Monday, January 10, 2011 – Wednesday, January 12, 2011
Another capital city explored. My two days in the capital city of Uruguay have been a mixture of sightseeing and relaxing. On arriving in the major bus station, Tres Cruses, at 4:15pm I purchased my ticket to Durazno and jumped in a taxi for the hostel. A girl from Brighton was relaxing in the room and we talked about our travels. She told me a horrible story about another girl in the hostel whose camera got nicked the previous night because it was hanging from her wrist. Definitely put me on alert.
I was finally getting ready to leave the hostel around 6pm when I started chatting with a Cuban man (he’d been talking with Maria, the owner) who lives in Uruguay but spent a ton of time in the States. He was asking about my time travelling and couldn’t believe my story. He was fascinated by me (so he said) but I insisted that I was not the only solo female traveller out there and tried to finish the conversation. An hour later, I’d finally freed myself and went to have an early dinner, seeing as it was 7pm and my only food since breakfast was a vegetable empanada before boarding the bus.

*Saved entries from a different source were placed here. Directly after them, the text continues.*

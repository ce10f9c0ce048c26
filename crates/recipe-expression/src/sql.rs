//! Compiled SQL expressions and their rendering.
//!
//! A [`SqlExpr`] is dialect independent until rendered. Parentheses are
//! added only where precedence requires them.

use std::fmt;

use chrono::{NaiveDate, NaiveDateTime};
use recipe_core::Dialect;
use recipe_timeparsing::{format_date, format_datetime};

#[derive(Debug, Clone, PartialEq)]
pub enum Literal {
    Null,
    Bool(bool),
    Int(i64),
    Float(f64),
    Str(String),
    Date(NaiveDate),
    DateTime(NaiveDateTime),
}

impl Literal {
    pub fn as_f64(&self) -> Option<f64> {
        match self {
            Self::Int(n) => Some(*n as f64),
            Self::Float(f) => Some(*f),
            _ => None,
        }
    }

    fn render(&self) -> String {
        match self {
            Self::Null => "NULL".into(),
            Self::Bool(b) => b.to_string(),
            Self::Int(n) => n.to_string(),
            Self::Float(f) => format_float(*f),
            Self::Str(s) => quote(s),
            Self::Date(d) => quote(&format_date(*d)),
            Self::DateTime(dt) => quote(&format_datetime(*dt)),
        }
    }
}

/// Integral floats keep a trailing `.0` so `3.0` stays `3.0`.
pub fn format_float(f: f64) -> String {
    if f.is_finite() && f.fract() == 0.0 && f.abs() < 1e16 {
        format!("{f:.1}")
    } else {
        f.to_string()
    }
}

fn quote(s: &str) -> String {
    format!("'{}'", s.replace('\'', "''"))
}

#[derive(Debug, Clone, Copy, PartialEq, Eq)]
pub enum ArithOp {
    Add,
    Sub,
    Mul,
    Div,
    Concat,
}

Walking down the pedestrian street Sarandi I passed various shops and street vendors before hitting Burger King and McDonalds, both on the Plaza de la Constitucion (the oldest square in Montevideo), right next to the Cathedral. Oh, the joys of globalization. I came to my intended stop, Café Bacacay, and sat down at a table next to the window to enjoy a dinner of Milanese with “salad”. Since I’d forgotten my Kindle, I spent time analyzing my Lonely Planet and Footprint Uruguay pages. Even though I was full after the chicken, I ordered half a tiramisu since Maria (from the hostel) said it was the best in town. I’m not sure I agree with her assessment, but it was tasty enough.
Thoroughly satisfied, I strolled back to the hostel as I had no interest in being out after dark on my own. The two other girls in my room (the one from Brighton and a Brazilian girl) were busy getting ready for the evening, but I was content to chill out and get some pictures online.

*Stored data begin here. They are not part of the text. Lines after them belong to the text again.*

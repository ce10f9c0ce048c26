//! Tokenizer for field expressions.
//!
//! Positions are character offsets, so carets line up with the source text
//! as the user typed it.

use crate::error::Diagnostic;

#[derive(Debug, Clone, PartialEq)]
pub enum TokenKind {
    /// `[column name]`
    Column(String),
    /// A bare word that is not a keyword: function names, bare columns,
    /// date range offsets and units.
    Ident(String),
    /// `@ingredient`, which must be expanded before parsing.
    Reference(String),
    Int(i64),
    Float(f64),
    Str(String),

    And,
    Or,
    Not,
    In,
    Is,
    Null,
    True,
    False,
    Between,
    Like,
    ILike,

    Plus,
    Minus,
    Star,
    Slash,
    Eq,
    NotEq,
    Lt,
    Lte,
    Gt,
    Gte,
    LParen,
    RParen,
    Comma,
    /// `{{`
    OpenTotal,
    /// `}}`
    CloseTotal,
    Eof,
}

impl TokenKind {
    /// Human description used in syntax errors.
    pub fn describe(&self) -> String {
        match self {
            Self::Column(name) => format!("column [{name}]"),
            Self::Ident(name) => format!("'{name}'"),
            Self::Reference(name) => format!("@{name}"),
            Self::Int(n) => n.to_string(),
            Self::Float(f) => f.to_string(),
            Self::Str(s) => format!("\"{s}\""),
            Self::And => "AND".into(),
            Self::Or => "OR".into(),
            Self::Not => "NOT".into(),
            Self::In => "IN".into(),
            Self::Is => "IS".into(),
            Self::Null => "NULL".into(),
            Self::True => "TRUE".into(),
            Self::False => "FALSE".into(),
            Self::Between => "BETWEEN".into(),
            Self::Like => "LIKE".into(),
            Self::ILike => "ILIKE".into(),
            Self::Plus => "'+'".into(),
            Self::Minus => "'-'".into(),
            Self::Star => "'*'".into(),
            Self::Slash => "'/'".into(),
            Self::Eq => "'='".into(),
            Self::NotEq => "'!='".into(),
            Self::Lt => "'<'".into(),
            Self::Lte => "'<='".into(),
            Self::Gt => "'>'".into(),
            Self::Gte => "'>='".into(),
            Self::LParen => "'('".into(),
            Self::RParen => "')'".into(),
            Self::Comma => "','".into(),
            Self::OpenTotal => "'{{'".into(),
            Self::CloseTotal => "'}}'".into(),
            Self::Eof => "end of expression".into(),
        }
    }
}

#[derive(Debug, Clone, PartialEq)]
pub struct Token {
    pub kind: TokenKind,
    pub pos: usize,
}

pub struct Lexer {
    chars: Vec<char>,
    pos: usize,
}

impl Lexer {
    pub fn new(input: &str) -> Self {
        Self {
            chars: input.chars().collect(),
            pos: 0,
        }
    }

    /// Tokenize the whole input. The last token is always `Eof`.
    pub fn tokenize(mut self) -> Result<Vec<Token>, Diagnostic> {
        let mut tokens = Vec::new();
        loop {
            let tok = self.next_token()?;
            let done = tok.kind == TokenKind::Eof;
            tokens.push(tok);
            if done {
                return Ok(tokens);
            }
        }
    }

    fn peek(&self) -> Option<char> {
        self.chars.get(self.pos).copied()
    }

    fn advance(&mut self) -> Option<char> {
        let ch = self.chars.get(self.pos).copied();
        if ch.is_some() {
            self.pos += 1;
        }
        ch
    }

    fn skip_whitespace(&mut self) {
        while self.peek().is_some_and(char::is_whitespace) {
            self.pos += 1;
        }
    }

    fn next_token(&mut self) -> Result<Token, Diagnostic> {
        self.skip_whitespace();
        let start = self.pos;
        let tok = |kind| Ok(Token { kind, pos: start });

        let Some(ch) = self.advance() else {
            return tok(TokenKind::Eof);
        };

        match ch {
            '+' => tok(TokenKind::Plus),
            '-' => tok(TokenKind::Minus),
            '*' => tok(TokenKind::Star),
            '/' => tok(TokenKind::Slash),
            '(' => tok(TokenKind::LParen),
            ')' => tok(TokenKind::RParen),
            ',' => tok(TokenKind::Comma),
            '=' => {
                if self.peek() == Some('=') {
                    self.advance();
                }
                tok(TokenKind::Eq)
            }
            '!' if self.peek() == Some('=') => {
                self.advance();
                tok(TokenKind::NotEq)
            }
            '<' => match self.peek() {
                Some('=') => {
                    self.advance();
                    tok(TokenKind::Lte)
                }
                Some('>') => {
                    self.advance();
                    tok(TokenKind::NotEq)
                }
                _ => tok(TokenKind::Lt),
            },
            '>' => {
                if self.peek() == Some('=') {
                    self.advance();
                    tok(TokenKind::Gte)
                } else {
                    tok(TokenKind::Gt)
                }
            }
            '{' if self.peek() == Some('{') => {
                self.advance();
                tok(TokenKind::OpenTotal)
            }
            '}' if self.peek() == Some('}') => {
                self.advance();
                tok(TokenKind::CloseTotal)
            }
            '[' => self.read_column(start),
            '"' | '\'' => self.read_string(ch, start),
            '@' => {
                let name = self.read_word();
                if name.is_empty() {
                    return Err(Diagnostic::at("Expected a name after '@'", start));
                }
                tok(TokenKind::Reference(name))
            }
            c if c.is_ascii_digit() || (c == '.' && self.peek().is_some_and(|n| n.is_ascii_digit())) => {
                self.pos = start;
                self.read_number(start)
            }
            c if c.is_alphabetic() || c == '_' => {
                self.pos = start;
                let word = self.read_word();
                tok(keyword(&word).unwrap_or(TokenKind::Ident(word)))
            }
            other => Err(Diagnostic::at(format!("Unexpected character '{other}'"), start)),
        }
    }

    fn read_word(&mut self) -> String {
        let mut word = String::new();
        while let Some(c) = self.peek() {
            if c.is_alphanumeric() || c == '_' {
                word.push(c);
                self.pos += 1;
            } else {
                break;
            }
        }
        word
    }

    fn read_column(&mut self, start: usize) -> Result<Token, Diagnostic> {
        let name_pos = self.pos;
        let mut name = String::new();
        loop {
            match self.advance() {
                Some(']') => break,
                Some(c) => name.push(c),
                None => return Err(Diagnostic::at("Unterminated column name, expected ']'", start)),
            }
        }
        let name = name.trim().to_string();
        if name.is_empty() {
            return Err(Diagnostic::at("Empty column name", start));
        }
        Ok(Token {
            kind: TokenKind::Column(name),
            pos: name_pos,
        })
    }

    fn read_string(&mut self, quote: char, start: usize) -> Result<Token, Diagnostic> {
        let mut value = String::new();
        loop {
            match self.advance() {
                Some('\\') => match self.advance() {
                    Some(c) => value.push(c),
                    None => break,
                },
                Some(c) if c == quote => {
                    return Ok(Token {
                        kind: TokenKind::Str(value),
                        pos: start,
                    });
                }
                Some(c) => value.push(c),
                None => break,
            }
        }
        Err(Diagnostic::at("Unterminated string", start))
    }

    fn read_number(&mut self, start: usize) -> Result<Token, Diagnostic> {
        let mut text = String::new();
        let mut seen_dot = false;
        while let Some(c) = self.peek() {
            if c.is_ascii_digit() {
                text.push(c);
            } else if c == '.' && !seen_dot {
                seen_dot = true;
                text.push(c);
            } else {
                break;
            }
            self.pos += 1;
        }
        let kind = if seen_dot {
            text.parse::<f64>().map(TokenKind::Float).ok()
        } else {
            text.parse::<i64>()
                .map(TokenKind::Int)
                .or_else(|_| text.parse::<f64>().map(TokenKind::Float))
                .ok()
        };
        kind.map(|kind| Token { kind, pos: start })
            .ok_or_else(|| Diagnostic::at(format!("Invalid number '{text}'"), start))
    }
}

fn keyword(word: &str) -> Option<TokenKind> {
    let kind = match word.to_ascii_lowercase().as_str() {
        "and" => TokenKind::And,
        "or" => TokenKind::Or,
        "not" => TokenKind::Not,
        "in" => TokenKind::In,
        "is" => TokenKind::Is,
        "null" => TokenKind::Null,
        "true" => TokenKind::True,
        "false" => TokenKind::False,
        "between" => TokenKind::Between,
        "like" => TokenKind::Like,
        "ilike" => TokenKind::ILike,
        _ => return None,
    };
    Some(kind)
}

#[cfg(test)]
mod tests {
    use super::*;
    use pretty_assertions::assert_eq;

    fn kinds(input: &str) -> Vec<TokenKind> {
        Lexer::new(input)
            .tokenize()
            .unwrap()
            .into_iter()
            .map(|t| t.kind)
            .collect()
    }

    #[test]
    fn columns_and_operators() {
        assert_eq!(
            kinds("[score] >= 2.5"),
            vec![
                TokenKind::Column("score".into()),
                TokenKind::Gte,
                TokenKind::Float(2.5),
                TokenKind::Eof
            ]
        );
    }

    #[test]
    fn keywords_are_case_insensitive() {
        assert_eq!(
            kinds("NOT x anD y Or z"),
            vec![
                TokenKind::Not,
                TokenKind::Ident("x".into()),
                TokenKind::And,
                TokenKind::Ident("y".into()),
                TokenKind::Or,
                TokenKind::Ident("z".into()),
                TokenKind::Eof
            ]
        );
    }

    #[test]
    fn column_position_points_at_name() {
        let toks = Lexer::new("1 + [a]").tokenize().unwrap();
        assert_eq!(toks[2].pos, 5);
    }

    #[test]
    fn strings_and_totals() {
        assert_eq!(
            kinds(r#"{{ "a'b" }} 'x' <> 3"#),
            vec![
                TokenKind::OpenTotal,
                TokenKind::Str("a'b".into()),
                TokenKind::CloseTotal,
                TokenKind::Str("x".into()),
                TokenKind::NotEq,
                TokenKind::Int(3),
                TokenKind::Eof
            ]
        );
    }

    #[test]
    fn references() {
        assert_eq!(
            kinds("@total / 2"),
            vec![
                TokenKind::Reference("total".into()),
                TokenKind::Slash,
                TokenKind::Int(2),
                TokenKind::Eof
            ]
        );
    }

    #[test]
    fn errors_carry_position() {
        let err = Lexer::new("[a] + \"open").tokenize().unwrap_err();
        assert_eq!(err, Diagnostic::at("Unterminated string", 6));
        let err = Lexer::new("1 # 2").tokenize().unwrap_err();
        assert_eq!(err.pos, Some(2));
    }
}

Yesterday morning I woke up in time for breakfast at 10am. After talking to Maria about my plans for the day (she noticed my last name and asked if I was Jewish, telling me about the Holocaust memorial), I decided to take a bike ride along the coast. The hostel rents bikes but because she wanted to get a better seat for my bike, she offered it to me free of charge.

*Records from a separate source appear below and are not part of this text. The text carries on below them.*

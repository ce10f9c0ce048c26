//! Ingredients: shelf entries compiled against a table.

use std::sync::Arc;

use recipe_core::{DataType, is_valid_column};
use recipe_expression::{Builder, BuilderResponse, ParseOptions, SqlExpr};

use crate::error::IngredientError;
use crate::format::FormatSpec;
use crate::references::expand_references;
use crate::types::{IngredientKind, IngredientSpec, ShelfDefinition, SortDirection};

/// A column an ingredient contributes, labelled from the ingredient id.
#[derive(Debug, Clone, Copy, PartialEq, Eq, Hash)]
pub enum Role {
    /// The field itself, labelled `id`.
    Value,
    /// The `id_field`, labelled `id__id`.
    Id,
    /// The `order_by_field`, labelled `id__order_by`.
    OrderBy,
}

impl Role {
    pub fn suffix(self) -> Option<&'static str> {
        match self {
            Self::Value => None,
            Self::Id => Some("id"),
            Self::OrderBy => Some("order_by"),
        }
    }

    /// The column label for this role of ingredient `id`.
    pub fn label(self, id: &str) -> String {
        match self.suffix() {
            Some(suffix) => format!("{id}__{suffix}"),
            None => id.to_string(),
        }
    }
}

#[derive(Debug, Clone)]
pub struct RoleExpr {
    pub role: Role,
    pub response: Arc<BuilderResponse>,
}

#[derive(Debug, Clone)]
pub struct CompiledQuickSelect {
    pub name: String,
    pub condition: SqlExpr,
}

/// A validated, compiled shelf entry.
#[derive(Debug, Clone)]
pub struct Ingredient {
    pub id: String,
    pub kind: IngredientKind,
    /// The value role first, then `id` and `order_by` when declared.
    pub roles: Vec<RoleExpr>,
    pub ordering: SortDirection,
    pub format: Option<FormatSpec>,
    pub quickselects: Vec<CompiledQuickSelect>,
    pub anonymize: bool,
    pub singular: Option<String>,
    pub plural: Option<String>,
    pub description: Option<String>,
}

fn options_for(kind: IngredientKind) -> ParseOptions {
    match kind {
        IngredientKind::Metric => ParseOptions::enforce_aggregation(),
        IngredientKind::Dimension | IngredientKind::Filter => ParseOptions::forbid_aggregation(),
        IngredientKind::Having => ParseOptions::default(),
    }
}

fn invalid(message: impl Into<String>) -> IngredientError {
    IngredientError::Invalid(message.into())
}

impl Ingredient {
    /// Compile `spec` as the shelf entry `id`.
    ///
    /// `definition` resolves `@name` references in every expression of the
    /// entry. When the entry declares no kind, an aggregated field makes a metric
    /// and anything else a dimension.
    pub fn build(
        id: &str,
        spec: IngredientSpec,
        builder: &Builder,
        definition: &ShelfDefinition,
    ) -> Result<Self, IngredientError> {
        if !is_valid_column(id) {
            return Err(invalid(format!("{id} is not a valid ingredient name")));
        }

        let parse = |text: &str, options: &ParseOptions| -> Result<Arc<BuilderResponse>, IngredientError> {
            let expanded = expand_references(id, text, definition)?;
            Ok(builder.parse(&expanded, options)?)
        };

        let kind = match spec.kind {
            Some(kind) => kind,
            None if parse(&spec.field, &ParseOptions::default())?.is_aggregate => {
                IngredientKind::Metric
            }
            None => IngredientKind::Dimension,
        };

        let value = parse(&spec.field, &options_for(kind))?;
        match kind {
            IngredientKind::Filter | IngredientKind::Having if value.datatype != DataType::Bool => {
                return Err(invalid("This should be a boolean column or expression"));
            }
            IngredientKind::Metric | IngredientKind::Having if !value.is_aggregate => {
                return Err(invalid(format!("A {kind} must be aggregated")));
            }
            _ => {}
        }

        let mut roles = vec![RoleExpr {
            role: Role::Value,
            response: value,
        }];
        for (role, field) in [
            (Role::Id, &spec.id_field),
            (Role::OrderBy, &spec.order_by_field),
        ] {
            let Some(field) = field else { continue };
            if kind != IngredientKind::Dimension {
                return Err(invalid(format!(
                    "Only dimensions can have an {}_field",
                    role.suffix().unwrap_or_default()
                )));
            }
            roles.push(RoleExpr {
                role,
                response: parse(field, &ParseOptions::forbid_aggregation())?,
            });
        }

        let format = match spec.format.as_deref() {
            Some(f) => Some(FormatSpec::parse(f).ok_or_else(|| invalid(format!("Unknown format: {f}")))?),
            None => None,
        };

        let mut quickselects = Vec::with_capacity(spec.quickselects.len());
        for qs in spec.quickselects {
            let condition = parse(&qs.condition, &ParseOptions::forbid_aggregation())?;
            if condition.datatype != DataType::Bool {
                return Err(invalid(format!(
                    "Quickselect {} should be a boolean column or expression",
                    qs.name
                )));
            }
            quickselects.push(CompiledQuickSelect {
                name: qs.name,
                condition: condition.expression.clone(),
            });
        }

        Ok(Self {
            id: id.to_string(),
            kind,
            roles,
            ordering: spec.ordering,
            format,
            quickselects,
            anonymize: spec.anonymize,
            singular: spec.singular,
            plural: spec.plural,
            description: spec.description,
        })
    }

    /// The value role's compiled expression.
    pub fn value(&self) -> &BuilderResponse {
        &self.roles[0].response
    }

    pub fn datatype(&self) -> DataType {
        self.value().datatype
    }

    pub fn is_aggregate(&self) -> bool {
        self.value().is_aggregate
    }

    pub fn role(&self, role: Role) -> Option<&BuilderResponse> {
        self.roles
            .iter()
            .find(|r| r.role == role)
            .map(|r| r.response.as_ref())
    }

    /// Column labels in select order.
    pub fn labels(&self) -> impl Iterator<Item = String> + '_ {
        self.roles.iter().map(|r| r.role.label(&self.id))
    }

    /// The role a recipe sorts by: `order_by` when declared, else the value.
    pub fn sort_role(&self) -> Role {
        if self.role(Role::OrderBy).is_some() {
            Role::OrderBy
        } else {
            Role::Value
        }
    }

    pub fn quickselect(&self, name: &str) -> Option<&SqlExpr> {
        self.quickselects
            .iter()
            .find(|q| q.name == name)
            .map(|q| &q.condition)
    }
}

#[cfg(test)]
mod tests {
    use pretty_assertions::assert_eq;
    use recipe_core::{Dialect, TableSchema};

    use super::*;
    use crate::parser::parse_yaml;

    fn builder() -> Builder {
        Builder::new(
            Arc::new(
                TableSchema::new("census")
                    .column("state", DataType::Str)
                    .column("sex", DataType::Str)
                    .column("age", DataType::Num)
                    .column("pop2000", DataType::Num)
                    .column("pop2008", DataType::Num),
            ),
            Dialect::Sqlite,
        )
    }

    fn build(id: &str, yaml: &str) -> Result<Ingredient, IngredientError> {
        let def = parse_yaml(yaml).unwrap();
        let spec = def.get(id).unwrap().clone().into_spec();
        Ingredient::build(id, spec, &builder(), &def)
    }

    #[test]
    fn kinds_are_inferred() {
        let state = build("state", "state: '[state]'").unwrap();
        assert_eq!(state.kind, IngredientKind::Dimension);
        assert_eq!(state.value().expression.to_string(), "census.state");

        let pop = build("pop", "pop: sum([pop2000])").unwrap();
        assert_eq!(pop.kind, IngredientKind::Metric);
    }

    #[test]
    fn metrics_enforce_aggregation() {
        let pop = build("pop", "pop: {kind: metric, field: '[pop2000]'}").unwrap();
        assert_eq!(pop.value().expression.to_string(), "sum(census.pop2000)");

        let err = build("st", "st: {kind: metric, field: '[state]'}").unwrap_err();
        assert_eq!(err.to_string(), "A metric must be aggregated");
    }

    #[test]
    fn dimensions_forbid_aggregation() {
        let err = build("pop", "pop: {kind: dimension, field: 'sum([pop2000])'}").unwrap_err();
        assert!(matches!(err, IngredientError::Expression(_)));
        assert!(err.to_string().starts_with("Aggregations are not allowed in this field."));
    }

    #[test]
    fn roles_and_labels() {
        let yaml = "
state:
  field: '[state]'
  id_field: '[sex]'
  order_by_field: '[age]'
";
        let state = build("state", yaml).unwrap();
        let labels: Vec<String> = state.labels().collect();
        assert_eq!(labels, vec!["state", "state__id", "state__order_by"]);
        assert_eq!(state.sort_role(), Role::OrderBy);
        assert_eq!(
            state.role(Role::Id).unwrap().expression.to_string(),
            "census.sex"
        );
    }

    #[test]
    fn filters_must_be_boolean() {
        let f = build("old", "old: {kind: filter, field: '[age] > 40'}").unwrap();
        assert_eq!(f.value().expression.to_string(), "census.age > 40");

        let err = build("bad", "bad: {kind: filter, field: '[age]'}").unwrap_err();
        assert_eq!(err.to_string(), "This should be a boolean column or expression");
    }

    #[test]
    fn quickselects_compile() {
        let yaml = r#"
state:
  field: '[state]'
  quickselects:
    - {name: vt, condition: '[state] = "Vermont"'}
"#;
        let state = build("state", yaml).unwrap();
        assert_eq!(
            state.quickselect("vt").unwrap().to_string(),
            "census.state = 'Vermont'"
        );
        assert!(state.quickselect("nh").is_none());
    }

    #[test]
    fn bad_entries() {
        assert_eq!(
            build("pop", "pop: {field: 'sum([pop2000])', format: fancy}")
                .unwrap_err()
                .to_string(),
            "Unknown format: fancy"
        );
        assert_eq!(
            build("pop", "pop: {field: 'sum([pop2000])', id_field: '[state]'}")
                .unwrap_err()
                .to_string(),
            "Only dimensions can have an id_field"
        );
        assert_eq!(
            build("my pop", "my pop: sum([pop2000])").unwrap_err().to_string(),
            "my pop is not a valid ingredient name"
        );
    }
}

I easily found the coast and started riding. It was already noon and the sun beat down in full force. While I’d covered myself in sunscreen the lack of shade along the path meant that I was sweating in no time. Luckily a small breeze cooled me down but was pushing against me, making it harder to move. Six kilometers on the coastal path later I made it to the Holocaust Memorial, a small area of bricks and stones along the beach commemorating those Uruguayans who’d died. (If I understood the Spanish sign correctly, they had moved to Europe, although this doesn’t make a ton of sense to me.)
Maria had suggested I explore the area near the memorial, it’s a wealthy part of Montevideo, but my ass was so sore from the hard seat, I could think of nothing but hightailing it back to the hostel to get rid of the thing. Back I went, riding past the couple small sand beaches swarming with bodies, only stopping a couple times for a drink of water. Getting back to the Ciudad Viejo (old city) I was tired and hot. I sat in the lounge trying to cool down near the one fan and open windows. The Lost Girls kept me entertained until I headed back to the streets for lunch.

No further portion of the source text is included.